Ketua Umum PB PRSI Anindya Novian Bakrie mengapresiasi terpilihnya Okto-Warih sebagai Ketua dan Wakil Ketua Umum KOI. “Bukan hanya secara personal saya mendukung, tetapi secara prestasi sudah terbukti. Okto bisa membawa Indonesia berprestasi di bidang olahraga di Olimpiade Rio. Jadi, saya rasa dia mampu memimpin KOI ke depannya,” kata dia.
Kongres pemilihan diwarnai dengan cekcok antara pengurus PB PTMSI dengan petugas keamanan. Selama ini tenis meja merupakan salah satu cabang yang masih ada dualisme. Pengurus PB PTMSI ngotot masuk ke dalam ruang kongres sambil menunjukkan surat undangan. Namun, petugas bersikukuh bahwa tidak ada undangan untuk cabang tenis meja. “Silakan selesaikan dulu sengketa melalui BAKI (Badan Abritarse Keolahragaan Indonesia) baru hadir dalam kongres,” kata petugas.

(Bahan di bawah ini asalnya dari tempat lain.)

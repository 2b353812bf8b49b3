use crate::coords::Viewport;
use crate::raster::Rasterizer;
use crate::scene::CanvasScene;

/// Counters for one render pass.
#[derive(Debug, Copy, Clone, Default, PartialEq, Eq)]
pub struct FrameStats {
    /// Nodes that reached culling (globally visible, with primitives).
    pub nodes: usize,
    pub emitted: usize,
    pub culled: usize,
}

/// Culls and emits every live node back-to-front.
///
/// Nodes are ordered by global z-index, ties in creation order. A node that
/// is globally hidden or has no primitives is skipped; each remaining
/// primitive is emitted only if its screen rect overlaps the viewport.
///
/// Clear and present are the caller's concern.
pub fn draw_canvas_items(
    scene: &mut CanvasScene,
    viewport: &Viewport,
    raster: &mut dyn Rasterizer,
) -> FrameStats {
    scene.rebuild_paint_order();

    let screen = viewport.screen_rect();
    let mut stats = FrameStats::default();

    for handle in scene.paint_order() {
        let Some(node) = scene.canvas_item(handle) else { continue };
        if node.primitives().is_empty() {
            continue;
        }
        let Some(resolved) = scene.resolve(handle) else { continue };
        if !resolved.visible {
            continue;
        }
        stats.nodes += 1;

        for primitive in node.primitives() {
            let Some(bounds) = primitive.screen_rect(resolved.transform, viewport) else {
                log::trace!("skipped primitive of {handle:?} with a released texture");
                continue;
            };
            if bounds.overlaps(screen) {
                primitive.emit(&resolved, viewport, raster);
                stats.emitted += 1;
            } else {
                log::trace!("culled primitive of {handle:?} at {bounds:?}");
                stats.culled += 1;
            }
        }
    }

    stats
}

Deputi Koordinasi Bidang Kebudayaan Kemenko Kementerian Koordinator Bidang Pembangunan Manusia dan Kebudayaan Nyoman Shuida mengatakan, tantangan KOI ke depan bukan hanya mencetak prestasi, tetapi memperbaiki tata kelola olahraga nasional. “Pada Rencana Pembangunan Jangka Menengah Nasional 2020-2024, kami ingin membuat olahraga menjadi prioritas nasional, tidak sekedar pemasalan. Oleh karena itu, kami sudah mengundang cabang olahraga, KONI, KOI, dan Kemenpora, untuk berkontribusi terhadap rancangan tersebut,” katanya.